Items from a data source:
※
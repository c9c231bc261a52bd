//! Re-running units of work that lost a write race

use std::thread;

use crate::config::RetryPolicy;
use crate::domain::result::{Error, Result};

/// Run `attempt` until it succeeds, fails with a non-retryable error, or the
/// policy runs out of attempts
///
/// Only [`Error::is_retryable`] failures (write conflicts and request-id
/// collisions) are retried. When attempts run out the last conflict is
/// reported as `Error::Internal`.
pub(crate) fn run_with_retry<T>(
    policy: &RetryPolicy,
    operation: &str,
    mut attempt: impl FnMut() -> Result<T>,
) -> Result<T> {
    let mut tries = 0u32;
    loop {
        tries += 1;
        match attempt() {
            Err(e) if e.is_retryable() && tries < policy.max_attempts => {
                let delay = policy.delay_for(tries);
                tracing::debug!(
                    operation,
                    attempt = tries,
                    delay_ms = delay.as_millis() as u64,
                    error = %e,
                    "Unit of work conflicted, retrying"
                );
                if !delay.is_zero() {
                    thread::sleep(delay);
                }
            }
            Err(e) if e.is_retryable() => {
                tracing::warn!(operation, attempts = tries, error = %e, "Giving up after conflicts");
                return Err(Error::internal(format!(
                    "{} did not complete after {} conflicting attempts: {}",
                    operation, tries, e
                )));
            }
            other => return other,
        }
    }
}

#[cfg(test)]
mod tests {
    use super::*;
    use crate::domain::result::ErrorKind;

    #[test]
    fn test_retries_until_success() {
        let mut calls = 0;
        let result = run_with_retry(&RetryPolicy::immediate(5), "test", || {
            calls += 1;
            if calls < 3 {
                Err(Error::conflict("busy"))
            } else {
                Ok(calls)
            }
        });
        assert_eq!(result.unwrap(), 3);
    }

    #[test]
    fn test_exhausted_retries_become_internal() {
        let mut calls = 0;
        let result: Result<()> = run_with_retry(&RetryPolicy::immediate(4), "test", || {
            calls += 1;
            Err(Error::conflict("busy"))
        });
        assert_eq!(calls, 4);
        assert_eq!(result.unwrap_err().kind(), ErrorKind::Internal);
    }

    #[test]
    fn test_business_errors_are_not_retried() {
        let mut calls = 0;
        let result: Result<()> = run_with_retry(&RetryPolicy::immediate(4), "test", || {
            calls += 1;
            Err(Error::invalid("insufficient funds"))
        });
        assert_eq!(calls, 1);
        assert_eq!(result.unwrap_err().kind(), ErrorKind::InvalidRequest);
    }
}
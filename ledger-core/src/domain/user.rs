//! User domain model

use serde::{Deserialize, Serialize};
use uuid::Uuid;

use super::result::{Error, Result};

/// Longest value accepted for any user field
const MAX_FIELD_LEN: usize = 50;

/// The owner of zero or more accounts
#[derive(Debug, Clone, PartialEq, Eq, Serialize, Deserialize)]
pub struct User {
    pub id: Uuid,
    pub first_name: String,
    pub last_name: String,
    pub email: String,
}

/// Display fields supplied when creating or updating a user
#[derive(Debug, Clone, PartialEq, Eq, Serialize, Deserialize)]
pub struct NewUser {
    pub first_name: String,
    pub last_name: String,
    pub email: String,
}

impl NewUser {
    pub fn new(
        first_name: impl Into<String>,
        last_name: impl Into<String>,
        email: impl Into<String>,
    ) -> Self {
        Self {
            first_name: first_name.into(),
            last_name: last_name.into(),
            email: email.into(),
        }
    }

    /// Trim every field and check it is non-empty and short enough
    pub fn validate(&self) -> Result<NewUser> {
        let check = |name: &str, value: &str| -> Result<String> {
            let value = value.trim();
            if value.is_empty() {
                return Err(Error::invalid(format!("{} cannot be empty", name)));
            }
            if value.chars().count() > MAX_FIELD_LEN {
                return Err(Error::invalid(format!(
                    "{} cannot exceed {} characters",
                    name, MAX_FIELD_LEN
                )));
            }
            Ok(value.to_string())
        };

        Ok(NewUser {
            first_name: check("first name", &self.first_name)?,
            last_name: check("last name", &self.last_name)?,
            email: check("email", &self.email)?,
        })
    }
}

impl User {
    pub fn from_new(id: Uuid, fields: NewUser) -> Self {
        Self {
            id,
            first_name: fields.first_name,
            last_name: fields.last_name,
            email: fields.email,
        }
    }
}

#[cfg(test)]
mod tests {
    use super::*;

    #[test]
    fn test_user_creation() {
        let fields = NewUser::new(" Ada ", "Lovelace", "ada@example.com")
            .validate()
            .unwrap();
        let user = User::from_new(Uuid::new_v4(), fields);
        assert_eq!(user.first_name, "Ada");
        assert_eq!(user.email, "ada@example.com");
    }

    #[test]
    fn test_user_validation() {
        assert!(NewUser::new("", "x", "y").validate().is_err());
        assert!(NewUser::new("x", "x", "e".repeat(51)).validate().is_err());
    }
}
※
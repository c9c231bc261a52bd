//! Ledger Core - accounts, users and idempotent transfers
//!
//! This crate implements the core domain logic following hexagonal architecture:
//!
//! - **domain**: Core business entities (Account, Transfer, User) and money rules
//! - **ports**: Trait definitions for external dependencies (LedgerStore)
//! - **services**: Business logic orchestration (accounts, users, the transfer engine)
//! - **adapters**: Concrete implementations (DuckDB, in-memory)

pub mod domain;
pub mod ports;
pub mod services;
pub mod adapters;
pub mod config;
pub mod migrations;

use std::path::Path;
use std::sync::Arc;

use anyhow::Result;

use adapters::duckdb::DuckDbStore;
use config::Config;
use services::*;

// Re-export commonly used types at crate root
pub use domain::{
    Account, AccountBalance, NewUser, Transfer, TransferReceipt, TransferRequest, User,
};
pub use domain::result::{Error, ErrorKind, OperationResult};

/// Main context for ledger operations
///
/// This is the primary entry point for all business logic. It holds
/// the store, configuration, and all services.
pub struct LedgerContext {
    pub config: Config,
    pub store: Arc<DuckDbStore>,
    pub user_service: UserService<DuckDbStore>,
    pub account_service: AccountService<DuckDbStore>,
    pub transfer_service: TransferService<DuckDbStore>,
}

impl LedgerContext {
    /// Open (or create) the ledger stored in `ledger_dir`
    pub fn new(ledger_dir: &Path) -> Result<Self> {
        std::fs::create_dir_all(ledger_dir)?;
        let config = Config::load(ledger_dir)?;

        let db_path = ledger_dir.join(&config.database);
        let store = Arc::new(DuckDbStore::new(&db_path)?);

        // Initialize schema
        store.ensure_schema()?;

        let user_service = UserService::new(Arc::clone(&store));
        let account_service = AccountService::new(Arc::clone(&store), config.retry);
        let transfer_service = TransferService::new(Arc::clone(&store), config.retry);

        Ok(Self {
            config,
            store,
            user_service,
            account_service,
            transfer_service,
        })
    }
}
※
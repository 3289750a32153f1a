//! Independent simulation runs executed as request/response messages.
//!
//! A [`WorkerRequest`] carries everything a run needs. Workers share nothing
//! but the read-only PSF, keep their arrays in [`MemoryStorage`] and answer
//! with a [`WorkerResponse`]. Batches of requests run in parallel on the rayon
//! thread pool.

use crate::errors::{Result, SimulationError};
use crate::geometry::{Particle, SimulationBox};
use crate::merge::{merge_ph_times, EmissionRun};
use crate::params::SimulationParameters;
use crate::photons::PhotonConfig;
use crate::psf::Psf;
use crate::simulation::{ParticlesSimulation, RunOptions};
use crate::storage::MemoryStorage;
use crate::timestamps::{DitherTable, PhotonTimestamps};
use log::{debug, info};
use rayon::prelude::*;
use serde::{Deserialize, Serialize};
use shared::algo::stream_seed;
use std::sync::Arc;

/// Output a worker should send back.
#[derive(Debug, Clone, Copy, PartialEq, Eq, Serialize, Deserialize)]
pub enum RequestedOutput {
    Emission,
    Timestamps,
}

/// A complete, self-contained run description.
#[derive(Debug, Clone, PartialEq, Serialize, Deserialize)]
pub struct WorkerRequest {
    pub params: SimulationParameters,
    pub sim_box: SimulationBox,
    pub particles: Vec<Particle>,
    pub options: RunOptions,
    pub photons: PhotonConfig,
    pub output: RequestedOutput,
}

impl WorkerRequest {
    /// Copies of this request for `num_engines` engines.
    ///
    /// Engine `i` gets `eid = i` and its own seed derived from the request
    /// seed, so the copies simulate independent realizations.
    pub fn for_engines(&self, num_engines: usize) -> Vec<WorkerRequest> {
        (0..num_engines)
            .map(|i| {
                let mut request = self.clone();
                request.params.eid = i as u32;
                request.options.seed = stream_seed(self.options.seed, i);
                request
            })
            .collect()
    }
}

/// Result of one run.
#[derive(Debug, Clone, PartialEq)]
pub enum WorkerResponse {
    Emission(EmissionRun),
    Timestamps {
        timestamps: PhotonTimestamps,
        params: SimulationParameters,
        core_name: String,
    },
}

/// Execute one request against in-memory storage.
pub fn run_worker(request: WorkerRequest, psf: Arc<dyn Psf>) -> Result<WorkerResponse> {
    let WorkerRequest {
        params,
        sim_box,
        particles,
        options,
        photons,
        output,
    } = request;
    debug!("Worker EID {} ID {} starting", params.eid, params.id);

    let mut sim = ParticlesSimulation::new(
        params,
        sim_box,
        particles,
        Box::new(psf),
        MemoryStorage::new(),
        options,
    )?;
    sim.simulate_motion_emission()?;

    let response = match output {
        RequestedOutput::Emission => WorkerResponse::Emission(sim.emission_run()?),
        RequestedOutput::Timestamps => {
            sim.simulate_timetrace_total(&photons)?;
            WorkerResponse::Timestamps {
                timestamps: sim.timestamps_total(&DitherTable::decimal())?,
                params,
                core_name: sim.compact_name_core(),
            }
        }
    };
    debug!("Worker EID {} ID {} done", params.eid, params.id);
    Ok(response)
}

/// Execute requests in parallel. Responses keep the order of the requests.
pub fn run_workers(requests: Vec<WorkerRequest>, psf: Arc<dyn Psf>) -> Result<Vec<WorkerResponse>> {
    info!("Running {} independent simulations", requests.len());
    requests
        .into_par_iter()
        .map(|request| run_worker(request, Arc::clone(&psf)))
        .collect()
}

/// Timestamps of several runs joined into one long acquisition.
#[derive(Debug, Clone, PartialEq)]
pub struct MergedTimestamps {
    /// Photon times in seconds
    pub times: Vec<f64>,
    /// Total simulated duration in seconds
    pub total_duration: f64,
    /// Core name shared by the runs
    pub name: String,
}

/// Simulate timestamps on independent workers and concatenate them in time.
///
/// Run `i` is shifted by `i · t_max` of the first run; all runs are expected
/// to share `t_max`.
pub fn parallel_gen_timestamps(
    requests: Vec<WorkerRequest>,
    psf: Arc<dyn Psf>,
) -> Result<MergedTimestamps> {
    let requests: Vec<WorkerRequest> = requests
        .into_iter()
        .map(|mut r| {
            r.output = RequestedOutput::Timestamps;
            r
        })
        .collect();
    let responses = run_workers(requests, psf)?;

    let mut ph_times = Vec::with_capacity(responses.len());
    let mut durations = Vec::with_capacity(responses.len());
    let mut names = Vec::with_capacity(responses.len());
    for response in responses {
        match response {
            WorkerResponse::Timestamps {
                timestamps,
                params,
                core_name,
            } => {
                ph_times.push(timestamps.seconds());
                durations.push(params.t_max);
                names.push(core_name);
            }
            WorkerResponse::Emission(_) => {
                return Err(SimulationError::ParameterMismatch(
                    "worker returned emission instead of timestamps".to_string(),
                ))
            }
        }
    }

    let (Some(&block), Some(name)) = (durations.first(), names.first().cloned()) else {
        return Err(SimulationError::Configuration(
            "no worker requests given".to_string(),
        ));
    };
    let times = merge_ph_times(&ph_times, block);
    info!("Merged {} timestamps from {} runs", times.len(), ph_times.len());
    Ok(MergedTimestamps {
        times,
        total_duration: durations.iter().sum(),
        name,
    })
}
※
- [Exercise description]
Sift the data above for lines with "DitherTable", then copy each one.

- [Result of this exercise]
use crate::timestamps::{DitherTable, PhotonTimestamps};
                timestamps: sim.timestamps_total(&DitherTable::decimal())?,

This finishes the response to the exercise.